Writer
I'M NOT SCARED OF THE DARK
September 2022
not anymore. I’m not scared of heights, or the ocean, or
those tall, metal staircases with no railings. I’m not scared of clowns, but
I think they’re creepy. I’m not even scared of thunderstorms or the way that the whole world feels
on standby when the power goes out. what scares me are mirrors.
I’m terrified of mirrors.
I hate everything about them.
I’m scared of getting papercuts in my eyes. I’m scared of bleeding
to death from a thousand tiny cuts across my body. I’m scared of finding a knife in my neck
and not knowing how it got there. I’m scared of sleeping in so late
I forget how to function. I’m scared of waking up one day and never being okay again.
I’m scared of my skin.
I’m scared of everyone’s skin.
I’m scared of mirrors, because they show me things I don’t want to see. I’m scared of mirrors
because they’re avenues into a state I don’t want to be in. I’m scared of waking up one day
and never being okay again. I’m scared of being in a room but not really being there, because
my mind is a thousand thoughts away. I’m scared of shaking and twitching and panicking
even when my mind says everything’s okay. I’m scared of waking up one day
and never being okay again. I’m scared that one day
my family and friends will look at me and realize what I’ve known all along.
I’m scared of my hands and my fingers.
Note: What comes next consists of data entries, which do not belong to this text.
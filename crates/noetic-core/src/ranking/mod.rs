//! Ranking & Diversity (C7)
//!
//! Composite smart-score ranking, MMR diversification, and
//! learn-from-selection trigger extraction.

pub mod learning;
pub mod mmr;

pub use learning::learn_from_selection;
pub use mmr::diversify;

use crate::search::SearchResult;
use chrono::{DateTime, Utc};

/// Smart score weights (§4.7): `0.5·similarity + 0.3·recency + 0.2·usage`.
const SIMILARITY_WEIGHT: f32 = 0.5;
const RECENCY_WEIGHT: f32 = 0.3;
const USAGE_WEIGHT: f32 = 0.2;

const RECENCY_WEEK: f32 = 1.0;
const RECENCY_MONTH: f32 = 0.8;
const RECENCY_OLD: f32 = 0.5;

const USAGE_SATURATION: u64 = 10;

fn recency_component(updated_at: DateTime<Utc>, now: DateTime<Utc>) -> f32 {
    let age_days = (now - updated_at).num_seconds() as f32 / 86_400.0;
    if age_days < 7.0 {
        RECENCY_WEEK
    } else if age_days < 30.0 {
        RECENCY_MONTH
    } else {
        RECENCY_OLD
    }
}

fn usage_component(access_count: u64) -> f32 {
    (access_count as f32 / USAGE_SATURATION as f32).min(1.0)
}

/// The composite smart score (0–1) for one result, given its reported
/// `similarity` (0–100).
pub fn smart_score(similarity: f32, updated_at: DateTime<Utc>, access_count: u64, now: DateTime<Utc>) -> f32 {
    let similarity_norm = (similarity / 100.0).clamp(0.0, 1.0);
    let recency = recency_component(updated_at, now);
    let usage = usage_component(access_count);
    SIMILARITY_WEIGHT * similarity_norm + RECENCY_WEIGHT * recency + USAGE_WEIGHT * usage
}

/// Sort `results` descending by smart score. Constitutional prepends are
/// assigned `similarity = 100` already, so they naturally sort first unless
/// outranked by a very recent, heavily-used normal result — callers that
/// want constitutional rows pinned should slice them off before ranking.
pub fn rank_by_smart_score(results: &mut [SearchResult], now: DateTime<Utc>) {
    results.sort_by(|a, b| {
        let score_a = smart_score(a.similarity, a.memory.updated_at, a.memory.access_count, now);
        let score_b = smart_score(b.similarity, b.memory.updated_at, b.memory.access_count, now);
        score_b.partial_cmp(&score_a).unwrap_or(std::cmp::Ordering::Equal)
    });
}

/// Enhanced search orchestration (§4.7): fetch `min(limit*2, 100)` candidates
/// upstream, smart-rank, diversify, then slice to `limit`. This function
/// performs the rank/diversify/slice portion given an already-fetched
/// over-fetched candidate list.
pub fn enhanced_rank(mut results: Vec<SearchResult>, limit: usize, now: DateTime<Utc>) -> Vec<SearchResult> {
    rank_by_smart_score(&mut results, now);
    let diversified = diversify(results);
    diversified.into_iter().take(limit).collect()
}

/// The over-fetch size used by enhanced search: `min(limit*2, 100)`.
pub fn overfetch_limit(limit: usize) -> usize {
    (limit.saturating_mul(2)).min(100)
}

#[cfg(test)]
mod tests {
    use super::*;
    use crate::storage::NewMemory;
    use crate::storage::Storage;
    use crate::types::{ContextType, ImportanceTier};

    fn make_result(similarity: f32, age_days: i64, access_count: u64) -> SearchResult {
        let storage = Storage::open_in_memory(vec![], None).unwrap();
        let id = storage
            .index_memory(
                NewMemory {
                    spec_folder: "proj".into(),
                    file_path: format!("/a/{age_days}-{access_count}.md"),
                    anchor_id: None,
                    title: "T".into(),
                    trigger_phrases: vec![],
                    content_hash: format!("h-{age_days}-{access_count}"),
                    embedding_model: None,
                    importance_weight: 0.5,
                    importance_tier: ImportanceTier::Normal,
                    context_type: ContextType::General,
                    decay_half_life_days: 90.0,
                    is_pinned: false,
                    confidence: 1.0,
                    channel: None,
                    session_id: None,
                },
                None,
            )
            .unwrap();
        let mut memory = storage.get_by_id(id).unwrap().unwrap();
        memory.updated_at = Utc::now() - chrono::Duration::days(age_days);
        memory.access_count = access_count;
        SearchResult {
            memory,
            similarity,
            is_constitutional: false,
        }
    }

    #[test]
    fn smart_score_rewards_recent_frequently_used_high_similarity() {
        let now = Utc::now();
        let best = smart_score(100.0, now, 10, now);
        let worst = smart_score(0.0, now - chrono::Duration::days(400), 0, now);
        assert!(best > worst);
        assert!(best <= 1.0);
        assert!(worst >= 0.0);
    }

    #[test]
    fn recency_buckets_match_spec() {
        let now = Utc::now();
        assert_eq!(recency_component(now - chrono::Duration::days(1), now), RECENCY_WEEK);
        assert_eq!(recency_component(now - chrono::Duration::days(10), now), RECENCY_MONTH);
        assert_eq!(recency_component(now - chrono::Duration::days(90), now), RECENCY_OLD);
    }

    #[test]
    fn usage_saturates_at_ten_accesses() {
        assert_eq!(usage_component(10), 1.0);
        assert_eq!(usage_component(20), 1.0);
        assert_eq!(usage_component(5), 0.5);
    }

    #[test]
    fn rank_by_smart_score_orders_descending() {
        let now = Utc::now();
        let mut results = vec![make_result(10.0, 400, 0), make_result(90.0, 1, 10)];
        rank_by_smart_score(&mut results, now);
        assert!(results[0].similarity > results[1].similarity);
    }

    #[test]
    fn overfetch_limit_caps_at_one_hundred() {
        assert_eq!(overfetch_limit(10), 20);
        assert_eq!(overfetch_limit(80), 100);
    }
}
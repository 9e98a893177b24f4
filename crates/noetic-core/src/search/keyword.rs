//! Keyword fallback search (C6)
//!
//! Invoked when the vector extension is unavailable or a query embedding
//! could not be generated. Scores by substring matches weighted exactly as
//! specified: title hits count 3x, trigger-phrase hits 2.5x, folder/path
//! hits 1x, the sum scaled by `(0.5 + importance_weight)`.

use crate::types::MemoryRecord;

pub const TITLE_WEIGHT: f32 = 3.0;
pub const TRIGGER_WEIGHT: f32 = 2.5;
pub const FOLDER_WEIGHT: f32 = 1.0;
pub const PATH_WEIGHT: f32 = 1.0;

#[derive(Debug, Clone)]
pub struct KeywordCandidate {
    pub memory: MemoryRecord,
    pub score: f32,
}

fn contains_ci(haystack: &str, needle: &str) -> bool {
    haystack.to_lowercase().contains(&needle.to_lowercase())
}

fn score_one(record: &MemoryRecord, query: &str) -> f32 {
    let mut score = 0.0;

    if contains_ci(&record.title, query) {
        score += TITLE_WEIGHT;
    }
    if record.trigger_phrases.iter().any(|t| contains_ci(t, query)) {
        score += TRIGGER_WEIGHT;
    }
    if contains_ci(&record.spec_folder, query) {
        score += FOLDER_WEIGHT;
    }
    if contains_ci(&record.file_path, query) {
        score += PATH_WEIGHT;
    }

    score * (0.5 + record.importance_weight)
}

/// Score and rank `candidates` against `query`, returning the top `limit`
/// by descending score. Zero-score candidates are dropped.
pub fn search(candidates: &[MemoryRecord], query: &str, limit: usize) -> Vec<KeywordCandidate> {
    let mut scored: Vec<KeywordCandidate> = candidates
        .iter()
        .map(|m| KeywordCandidate {
            memory: m.clone(),
            score: score_one(m, query),
        })
        .filter(|c| c.score > 0.0)
        .collect();

    scored.sort_by(|a, b| b.score.partial_cmp(&a.score).unwrap_or(std::cmp::Ordering::Equal));
    scored.truncate(limit);
    scored
}

#[cfg(test)]
mod tests {
    use super::*;
    use crate::types::{ContextType, EmbeddingStatus, ImportanceTier};
    use chrono::Utc;

    fn record(title: &str, importance_weight: f32) -> MemoryRecord {
        MemoryRecord {
            id: 1,
            spec_folder: "proj".to_string(),
            file_path: "/a/b.md".to_string(),
            anchor_id: None,
            title: title.to_string(),
            trigger_phrases: vec!["retry logic".to_string()],
            content_hash: "h".to_string(),
            embedding_model: None,
            embedding_status: EmbeddingStatus::Success,
            importance_weight,
            importance_tier: ImportanceTier::Normal,
            context_type: ContextType::General,
            decay_half_life_days: 90.0,
            is_pinned: false,
            access_count: 0,
            last_accessed: 0,
            created_at: Utc::now(),
            updated_at: Utc::now(),
            expires_at: None,
            confidence: 1.0,
            related_memories: vec![],
            channel: None,
            session_id: None,
        }
    }

    #[test]
    fn title_match_scores_exactly_three_times_weighted_importance() {
        let m = record("Retry Engine Design", 0.5);
        let results = search(&[m], "retry engine", 10);
        assert_eq!(results.len(), 1);
        assert_eq!(results[0].score, TITLE_WEIGHT * (0.5 + 0.5));
    }

    #[test]
    fn trigger_phrase_match_scores_two_point_five_times_weighted_importance() {
        let m = record("Unrelated", 0.2);
        let results = search(&[m], "retry logic", 10);
        assert_eq!(results[0].score, TRIGGER_WEIGHT * (0.5 + 0.2));
    }

    #[test]
    fn non_matching_candidate_is_dropped() {
        let m = record("Completely Unrelated Content", 0.5);
        let results = search(&[m], "xyz123nomatch", 10);
        assert!(results.is_empty());
    }

    #[test]
    fn results_are_sorted_descending_by_score() {
        let strong = record("Retry Engine", 1.0);
        let weak = record("Some Other Title", 0.1);
        let mut weak = weak;
        weak.spec_folder = "retry-folder".to_string();
        let results = search(&[weak, strong], "retry", 10);
        assert!(results[0].score >= results[1].score);
    }
}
I’m so, so scared of my hands.
I’m scared of my lungs and the times they choose to stop working.
I’m scared of cold water. why am I still scared of cold water? it’s been
ten years and I’m still scared of cold water. I can’t breathe, I can’t
breathe, I can’t breathe.
I’m scared of not being able to breathe. I’m scared of mirrors and
what happens if I can’t breathe and there’s a mirror?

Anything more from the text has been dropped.